Published: Sun 30 Jan 2022, 9:40 PM

Kuwait said on Sunday that Gulf Arab states will study Lebanon’s response to their terms for thawing relations, which have suffered over Iran-backed Hezbollah’s growing power in Beirut and the region.

Kuwaiti Foreign Minister Sheikh Ahmad Nasser Al Sabah, at a news conference after a meeting of Arab foreign ministers, did not give any details of Lebanon’s response, a draft of which had sidestepped the issue of disarming Hezbollah.

“We received the response... it will be studied by the relevant authorities in Kuwait and in the Gulf to determine what the next step is with Lebanon,” Sheikh Ahmad said.

He thanked Beirut “for interacting” with the demands, which he said was a positive step.

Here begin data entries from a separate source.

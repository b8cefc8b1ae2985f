//! Main-content extraction
//!
//! Turns a raw HTML page into the plain text of its main article, or reports
//! that no main-content block could be found. There is no fallback to dumping
//! the whole page: a page without a recognizable article is skipped.
//!
//! # Heuristic
//!
//! 1. Try well-known content containers in order (`article`, `main`,
//!    `[role=main]`, `#content`, ...). The first one whose text reaches the
//!    minimum length wins.
//! 2. Otherwise score every element by the text of the paragraphs directly
//!    inside it (and half of that for its parent) and take the best one.
//! 3. Render the chosen element to text, dropping navigation, scripts, forms
//!    and similar chrome. Block elements become paragraph breaks.

use scraper::{ElementRef, Html, Node, Selector};
use std::collections::HashMap;

/// Containers that usually hold the main article, in order of preference
const CONTENT_SELECTORS: &[&str] = &[
    "article",
    "main",
    "[role='main']",
    "#content",
    "#main-content",
    ".post-content",
    ".entry-content",
    ".article-body",
];

/// Elements whose content is never part of the extracted text
const SKIPPED_TAGS: &[&str] = &[
    "script", "style", "noscript", "nav", "header", "footer", "aside", "form", "iframe", "svg",
    "button", "template", "select", "textarea",
];

/// Elements that start a new paragraph
const BLOCK_TAGS: &[&str] = &[
    "address",
    "article",
    "blockquote",
    "br",
    "dd",
    "div",
    "dl",
    "dt",
    "figcaption",
    "h1",
    "h2",
    "h3",
    "h4",
    "h5",
    "h6",
    "hr",
    "li",
    "main",
    "ol",
    "p",
    "pre",
    "section",
    "table",
    "td",
    "th",
    "tr",
    "ul",
];

/// Paragraphs shorter than this do not count towards a container's score
const MIN_PARAGRAPH_CHARS: usize = 25;

/// Text extracted from a page
#[derive(Debug, Clone, PartialEq, Eq)]
pub struct Extracted {
    /// Page title, if one was found
    pub title: Option<String>,
    /// Main-content plaintext, paragraphs separated by blank lines
    pub text: String,
}

/// Extracts the main article text from an HTML page
///
/// # Arguments
///
/// * `html` - The raw HTML
/// * `min_chars` - Minimum number of characters the main text must have
///
/// # Returns
///
/// * `Some(Extracted)` - Title and main-content text
/// * `None` - No main-content block was found, or it was too short
///
/// # Example
///
/// ```
/// use corpus_scraper::extract::extract_main_text;
///
/// let html = "<html><head><title>Doc</title></head><body>\
///             <nav>Home | About</nav>\
///             <article><p>The main story is here.</p></article></body></html>";
/// let extracted = extract_main_text(html, 10).unwrap();
/// assert_eq!(extracted.title.as_deref(), Some("Doc"));
/// assert_eq!(extracted.text, "The main story is here.");
/// ```
pub fn extract_main_text(html: &str, min_chars: usize) -> Option<Extracted> {
    let document = Html::parse_document(html);

    let text = container_text(&document, min_chars)
        .or_else(|| densest_block_text(&document))
        .filter(|text| text.chars().count() >= min_chars.max(1))?;

    Some(Extracted {
        title: extract_title(&document),
        text,
    })
}

/// Extracts the page title: `og:title`, then `<title>`, then the first `<h1>`
pub fn extract_title(document: &Html) -> Option<String> {
    let og_title = Selector::parse("meta[property='og:title']").ok().and_then(|sel| {
        document
            .select(&sel)
            .filter_map(|meta| meta.value().attr("content"))
            .map(collapse_whitespace)
            .find(|t| !t.is_empty())
    });

    og_title
        .or_else(|| first_text(document, "title"))
        .or_else(|| first_text(document, "h1"))
}

fn first_text(document: &Html, selector: &str) -> Option<String> {
    let selector = Selector::parse(selector).ok()?;
    document
        .select(&selector)
        .map(|element| collapse_whitespace(&element.text().collect::<String>()))
        .find(|t| !t.is_empty())
}

/// Text of the first well-known container that is long enough
fn container_text(document: &Html, min_chars: usize) -> Option<String> {
    for selector in CONTENT_SELECTORS {
        let Ok(parsed) = Selector::parse(selector) else {
            continue;
        };

        let best = document
            .select(&parsed)
            .filter(|element| !inside_skipped(element))
            .map(render_text)
            .max_by_key(|text| text.chars().count());

        if let Some(text) = best {
            if text.chars().count() >= min_chars.max(1) {
                tracing::trace!("Main content found via '{}'", selector);
                return Some(text);
            }
        }
    }
    None
}

/// Text of the element carrying the most paragraph text
fn densest_block_text(document: &Html) -> Option<String> {
    let selector = Selector::parse("p").ok()?;
    let mut scores: HashMap<_, usize> = HashMap::new();

    for paragraph in document.select(&selector) {
        if inside_skipped(&paragraph) {
            continue;
        }

        let len = collapse_whitespace(&paragraph.text().collect::<String>())
            .chars()
            .count();
        if len < MIN_PARAGRAPH_CHARS {
            continue;
        }

        if let Some(parent) = paragraph.parent() {
            *scores.entry(parent.id()).or_default() += len;
            if let Some(grandparent) = parent.parent() {
                *scores.entry(grandparent.id()).or_default() += len / 2;
            }
        }
    }

    let (best_id, _) = scores.into_iter().max_by_key(|(_, score)| *score)?;
    let best = document.tree.get(best_id).and_then(ElementRef::wrap)?;
    let text = render_text(best);
    if text.is_empty() {
        None
    } else {
        Some(text)
    }
}

fn inside_skipped(element: &ElementRef) -> bool {
    element.ancestors().any(|node| {
        node.value()
            .as_element()
            .is_some_and(|e| SKIPPED_TAGS.contains(&e.name()))
    })
}

/// Renders an element to plain text
pub fn render_text(element: ElementRef) -> String {
    let mut builder = TextBuilder::default();
    walk(element, &mut builder);
    builder.finish()
}

fn walk(element: ElementRef, builder: &mut TextBuilder) {
    let name = element.value().name();
    if SKIPPED_TAGS.contains(&name) {
        return;
    }

    let is_block = BLOCK_TAGS.contains(&name);
    if is_block {
        builder.break_paragraph();
    }
    if name == "li" {
        builder.push_raw("- ");
    }

    for child in element.children() {
        match child.value() {
            Node::Text(text) => builder.push_text(text),
            Node::Element(_) => {
                if let Some(child) = ElementRef::wrap(child) {
                    walk(child, builder);
                }
            }
            _ => {}
        }
    }

    if is_block {
        builder.break_paragraph();
    }
}

/// Accumulates text runs into whitespace-collapsed paragraphs
#[derive(Debug, Default)]
struct TextBuilder {
    paragraphs: Vec<String>,
    current: String,
    pending_space: bool,
}

impl TextBuilder {
    fn push_text(&mut self, text: &str) {
        if text.starts_with(char::is_whitespace) {
            self.pending_space = true;
        }

        for (i, word) in text.split_whitespace().enumerate() {
            let needs_space = i > 0 || self.pending_space;
            if needs_space && !self.current.is_empty() && !self.current.ends_with(' ') {
                self.current.push(' ');
            }
            self.current.push_str(word);
            self.pending_space = false;
        }

        if text.ends_with(char::is_whitespace) {
            self.pending_space = true;
        }
    }

    fn push_raw(&mut self, text: &str) {
        self.current.push_str(text);
        self.pending_space = false;
    }

    fn break_paragraph(&mut self) {
        let paragraph = self.current.trim();
        // A list marker with no item text is dropped
        if !paragraph.is_empty() && paragraph != "-" {
            self.paragraphs.push(paragraph.to_string());
        }
        self.current.clear();
        self.pending_space = false;
    }

    fn finish(mut self) -> String {
        self.break_paragraph();
        self.paragraphs.join("\n\n")
    }
}

fn collapse_whitespace(text: &str) -> String {
    text.split_whitespace().collect::<Vec<_>>().join(" ")
}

The terms delivered to Beirut on January 22 include setting a timeframe for implementing UN Security Council resolutions, among them Resolution 1559 which was adopted in 2004 and calls for the disarmament of non-state militias in Lebanon.

The Lebanese draft letter had expressed respect for UN resolutions “to ensure civil peace and national stability” and said that Lebanon “will not be a launchpad for activities that violates Arab countries”.

Lebanon’s foreign minister said on Friday he was not going “to hand over” Hezbollah’s weapons during the meeting in Kuwait and that implementing resolution 1559 “will take time”.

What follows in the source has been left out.